EXERCISE DETAILS - Your answer should be every line from the records that contains "root".

RAW DATA -
⟨

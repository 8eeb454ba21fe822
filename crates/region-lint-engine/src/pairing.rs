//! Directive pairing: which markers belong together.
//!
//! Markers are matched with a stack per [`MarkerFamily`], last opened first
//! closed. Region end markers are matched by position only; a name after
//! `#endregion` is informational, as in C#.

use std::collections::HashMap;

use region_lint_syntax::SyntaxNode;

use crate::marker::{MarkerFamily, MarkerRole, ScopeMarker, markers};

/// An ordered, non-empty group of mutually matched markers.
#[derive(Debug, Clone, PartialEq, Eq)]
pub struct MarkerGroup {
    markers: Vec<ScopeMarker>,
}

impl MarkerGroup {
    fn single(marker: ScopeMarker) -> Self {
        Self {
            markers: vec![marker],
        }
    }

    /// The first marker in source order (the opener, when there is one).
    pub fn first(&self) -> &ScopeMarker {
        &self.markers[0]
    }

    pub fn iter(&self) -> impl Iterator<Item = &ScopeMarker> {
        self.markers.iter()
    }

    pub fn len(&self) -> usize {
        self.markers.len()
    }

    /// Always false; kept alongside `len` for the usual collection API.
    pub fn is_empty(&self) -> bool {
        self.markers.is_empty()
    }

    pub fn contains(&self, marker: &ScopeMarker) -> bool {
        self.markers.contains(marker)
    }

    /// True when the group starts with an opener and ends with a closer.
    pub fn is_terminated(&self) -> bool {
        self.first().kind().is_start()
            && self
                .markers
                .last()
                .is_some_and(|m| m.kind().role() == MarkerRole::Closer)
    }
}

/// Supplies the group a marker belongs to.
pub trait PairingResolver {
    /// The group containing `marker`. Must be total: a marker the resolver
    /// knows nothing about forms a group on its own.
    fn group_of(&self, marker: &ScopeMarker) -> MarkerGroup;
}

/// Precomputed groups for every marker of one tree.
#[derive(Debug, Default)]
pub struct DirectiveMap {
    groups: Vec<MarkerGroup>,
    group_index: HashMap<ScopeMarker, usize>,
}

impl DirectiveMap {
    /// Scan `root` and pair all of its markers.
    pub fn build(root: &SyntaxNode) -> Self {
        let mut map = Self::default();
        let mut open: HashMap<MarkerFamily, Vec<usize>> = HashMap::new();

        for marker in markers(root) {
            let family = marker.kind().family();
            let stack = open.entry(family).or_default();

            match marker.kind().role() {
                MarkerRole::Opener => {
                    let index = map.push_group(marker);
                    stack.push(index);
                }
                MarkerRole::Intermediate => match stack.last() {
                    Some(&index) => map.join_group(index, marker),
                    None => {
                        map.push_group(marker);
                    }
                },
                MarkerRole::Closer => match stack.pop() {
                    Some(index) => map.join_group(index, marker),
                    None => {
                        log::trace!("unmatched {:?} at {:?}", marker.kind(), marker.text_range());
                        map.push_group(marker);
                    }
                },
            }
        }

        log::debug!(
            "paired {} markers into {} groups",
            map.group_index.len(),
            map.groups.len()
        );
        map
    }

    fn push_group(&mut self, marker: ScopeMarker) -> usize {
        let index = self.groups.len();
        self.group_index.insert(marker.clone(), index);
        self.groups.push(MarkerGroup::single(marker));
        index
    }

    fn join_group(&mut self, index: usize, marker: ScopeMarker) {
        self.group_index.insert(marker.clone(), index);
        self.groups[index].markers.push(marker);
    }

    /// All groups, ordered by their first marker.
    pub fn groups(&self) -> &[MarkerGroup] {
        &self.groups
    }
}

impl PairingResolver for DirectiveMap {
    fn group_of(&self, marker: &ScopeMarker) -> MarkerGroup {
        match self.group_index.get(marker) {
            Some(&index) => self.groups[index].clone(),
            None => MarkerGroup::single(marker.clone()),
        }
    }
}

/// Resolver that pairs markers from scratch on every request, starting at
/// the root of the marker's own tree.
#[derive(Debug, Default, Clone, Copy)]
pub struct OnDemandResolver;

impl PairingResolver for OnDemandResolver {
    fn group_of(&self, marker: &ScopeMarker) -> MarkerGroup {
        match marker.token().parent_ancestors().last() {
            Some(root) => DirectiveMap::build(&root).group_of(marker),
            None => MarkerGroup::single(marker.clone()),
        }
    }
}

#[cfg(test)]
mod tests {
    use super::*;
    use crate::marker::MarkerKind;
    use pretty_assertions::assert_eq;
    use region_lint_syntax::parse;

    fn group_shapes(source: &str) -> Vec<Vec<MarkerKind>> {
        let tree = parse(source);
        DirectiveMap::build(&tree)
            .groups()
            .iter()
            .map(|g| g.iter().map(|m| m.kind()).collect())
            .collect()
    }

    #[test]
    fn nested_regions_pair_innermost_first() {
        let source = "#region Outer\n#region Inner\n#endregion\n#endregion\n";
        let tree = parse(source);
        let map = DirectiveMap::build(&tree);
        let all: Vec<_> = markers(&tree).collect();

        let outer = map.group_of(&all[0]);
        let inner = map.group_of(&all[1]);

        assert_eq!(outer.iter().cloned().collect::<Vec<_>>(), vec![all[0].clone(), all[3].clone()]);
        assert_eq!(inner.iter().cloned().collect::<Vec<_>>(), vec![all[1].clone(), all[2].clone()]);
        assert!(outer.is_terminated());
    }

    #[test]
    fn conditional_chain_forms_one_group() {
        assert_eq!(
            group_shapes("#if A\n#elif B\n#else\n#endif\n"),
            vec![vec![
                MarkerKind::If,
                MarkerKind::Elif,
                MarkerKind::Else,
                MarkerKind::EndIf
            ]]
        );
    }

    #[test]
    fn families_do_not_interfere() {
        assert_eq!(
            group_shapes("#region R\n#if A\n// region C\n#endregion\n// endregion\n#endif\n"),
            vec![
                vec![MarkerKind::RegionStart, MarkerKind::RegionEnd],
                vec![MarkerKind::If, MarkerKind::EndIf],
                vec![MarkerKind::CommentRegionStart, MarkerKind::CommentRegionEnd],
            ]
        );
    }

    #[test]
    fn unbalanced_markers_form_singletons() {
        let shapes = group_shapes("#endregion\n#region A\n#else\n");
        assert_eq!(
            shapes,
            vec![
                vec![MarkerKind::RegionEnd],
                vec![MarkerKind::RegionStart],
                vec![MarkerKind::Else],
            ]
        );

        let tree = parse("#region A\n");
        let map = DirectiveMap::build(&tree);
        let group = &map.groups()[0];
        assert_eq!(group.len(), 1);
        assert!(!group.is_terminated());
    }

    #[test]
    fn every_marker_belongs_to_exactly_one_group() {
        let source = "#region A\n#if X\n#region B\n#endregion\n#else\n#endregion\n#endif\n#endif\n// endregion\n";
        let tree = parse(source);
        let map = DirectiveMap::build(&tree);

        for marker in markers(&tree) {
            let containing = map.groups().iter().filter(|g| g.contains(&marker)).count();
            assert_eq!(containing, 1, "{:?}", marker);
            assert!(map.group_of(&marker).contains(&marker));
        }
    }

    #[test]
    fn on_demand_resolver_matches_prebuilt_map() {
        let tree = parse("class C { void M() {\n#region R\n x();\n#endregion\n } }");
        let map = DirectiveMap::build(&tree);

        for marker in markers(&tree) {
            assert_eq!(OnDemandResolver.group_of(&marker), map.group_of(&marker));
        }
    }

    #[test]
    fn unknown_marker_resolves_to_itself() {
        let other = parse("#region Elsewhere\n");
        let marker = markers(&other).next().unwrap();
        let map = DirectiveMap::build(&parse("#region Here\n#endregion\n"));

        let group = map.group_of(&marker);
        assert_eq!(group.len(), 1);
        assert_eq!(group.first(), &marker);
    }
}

⟩

SOLUTION FOR THIS PROBLEM -
    /// Scan `root` and pair all of its markers.
    pub fn build(root: &SyntaxNode) -> Self {
        for marker in markers(root) {
/// the root of the marker's own tree.
            Some(root) => DirectiveMap::build(&root).group_of(marker),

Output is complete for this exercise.